Bug 5431

Summary: Method to test whether a piece of mail has already been learned.
Product: Spamassassin Reporter: Faisal N Jawdat <faisal>
Component: spamassassinAssignee: SpamAssassin Developer Mailing List <dev>
Status: NEW ---    
Severity: enhancement    
Priority: P5    
Version: unspecified   
Target Milestone: Undefined   
Hardware: All   
OS: All   
Whiteboard:

Description Faisal N Jawdat 2007-04-20 22:03:19 UTC
I would like a method to test whether a piece of mail has already been learned, without just re-learning 
the mail).  Ideally this method would bd:

- be available as an option on sa-learn as well as a function for programatic use (see below)
- be able to indicate if the already-learned message was learned as spam or ham

this is from a post I made to the users list, and describes a potential use case:

>>>
> Try to learn it, if it comes back with something to the affect of:
> "learned from 0 messages, processed 1.." then it's already been  
> learned.

this seems to be the common suggestion.

it has a couple drawbacks, as i see it:

1.  it's relatively cpu-intensive if i want to do it all the time  
(e.g. scan my spam folder to learn only the messages which haven't  
already been learned)

2.  which way do i learn it.

to step back a bit, my final goal is to be able to figure out which  
messages in a folder haven't been learned, and learn only those.  in  
the ideal situation i can also figure out (ahead of time), whether a  
learned message was learned as ham or spam.
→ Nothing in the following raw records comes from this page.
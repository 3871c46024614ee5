use crossterm::event::KeyEvent;
use ratatui::Frame;
use ratatui::layout::Rect;

use crate::Theme;
use crate::config::CounterAction;
use crate::ui::{Component, Counter, EventResult, Keybinding, Result};
use crate::view::{Page, View, ViewContext};

pub struct CounterPage {
    ctx: ViewContext,
    counter: Counter,
}

impl CounterPage {
    pub fn new(ctx: ViewContext) -> Self {
        let counter = Counter::new(ctx.resolver().clone());
        Self { ctx, counter }
    }
}

impl View for CounterPage {
    fn context(&self) -> &ViewContext {
        &self.ctx
    }
}

impl Page for CounterPage {
    fn title(&self) -> &'static str {
        "Counter"
    }

    fn handle_key(&mut self, key: KeyEvent) -> Result<EventResult<()>> {
        // Submitting means nothing outside a dialog.
        Ok(match self.counter.handle_key(key)? {
            EventResult::Ignored => EventResult::Ignored,
            _ => EventResult::Consumed,
        })
    }

    fn render(&mut self, frame: &mut Frame, area: Rect, theme: &Theme) {
        self.counter.render(frame, area, theme);
    }

    fn keybindings(&self) -> Vec<Keybinding> {
        let resolver = self.ctx.resolver();
        vec![
            Keybinding::new(resolver.display_counter(CounterAction::Increment), "Increment"),
            Keybinding::new(resolver.display_counter(CounterAction::Decrement), "Decrement"),
        ]
    }
}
this may be semi-impossible.

on the other hand, what can i learn from the headers?

e.g. it looks like autolearn=[something] will tell me about the  
autolearner, but is there anything for manual learns?
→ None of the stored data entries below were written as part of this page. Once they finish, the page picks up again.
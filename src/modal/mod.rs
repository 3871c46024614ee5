//! Awaitable modal dialogs.
//!
//! A view asks the [`ModalHost`] (through the [`ViewManager`]) to show a
//! dialog of some [`Dialog`] kind. The host records the request and hands back
//! a [`PendingResult`] future. The hosting environment notices the open
//! request, mounts the dialog through the [`DialogRegistry`], and the dialog
//! eventually closes itself through its [`ModalHandle`], which resolves the
//! caller's future exactly once.
//!
//! [`ViewManager`]: crate::view::ViewManager
//! [`ModalHandle`]: host::ModalHandle

mod frame;
mod host;
mod options;
mod registry;
mod result;

pub use frame::ModalFrame;
pub use host::{ModalHost, ModalId, PendingResult};
pub use options::{MODAL_BODY_CSS_PARAM, MODAL_CSS_PARAM, ModalOptions};
pub use registry::{Dialog, DialogContext, DialogKind, DialogProvider, DialogRegistry, DialogView};
pub use result::{ModalResult, ModalResultType};

/// Misuse of the show/close protocol or a dialog configuration error.
#[derive(Debug, Clone, PartialEq, Eq, thiserror::Error)]
pub enum ModalError {
    #[error("a '{open}' dialog is already open")]
    AlreadyOpen { open: DialogKind },

    #[error("no dialog is open")]
    NotOpen,

    #[error("dialog {expected} is no longer open (dialog {open} is)")]
    Stale { expected: ModalId, open: ModalId },

    #[error("result for dialog {0} was already delivered")]
    AlreadyResolved(ModalId),

    #[error("no dialog registered for kind '{0}'")]
    UnregisteredDialog(DialogKind),
}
where i'm going with all this:

i can run a cron job to learn the contents of different mailboxes on  
a regular basis.  what i do now is have a TrainSpam and TrainHam  
mailbox, and when something gets misfiled (in Spam or any ham folder)  
i just move it in there.  every 5 minutes a cron job goes through and  
scans things appropriately. <http://www.faisal.com/software/sa- 
harvest/quicktrain.html>

first, i'd like to be able to do that within the mailboxes rather  
than using special mailboxes.

second, i'd like to be able to key off junk mail flags set by the  
client (thunderbird, apple mail).  i'm using dovecot, so it's a  
fairly simple matter of parsing Maildir filenames, but to do it right  
i need to combine the knowledge with what spamassassin thinks.
<<<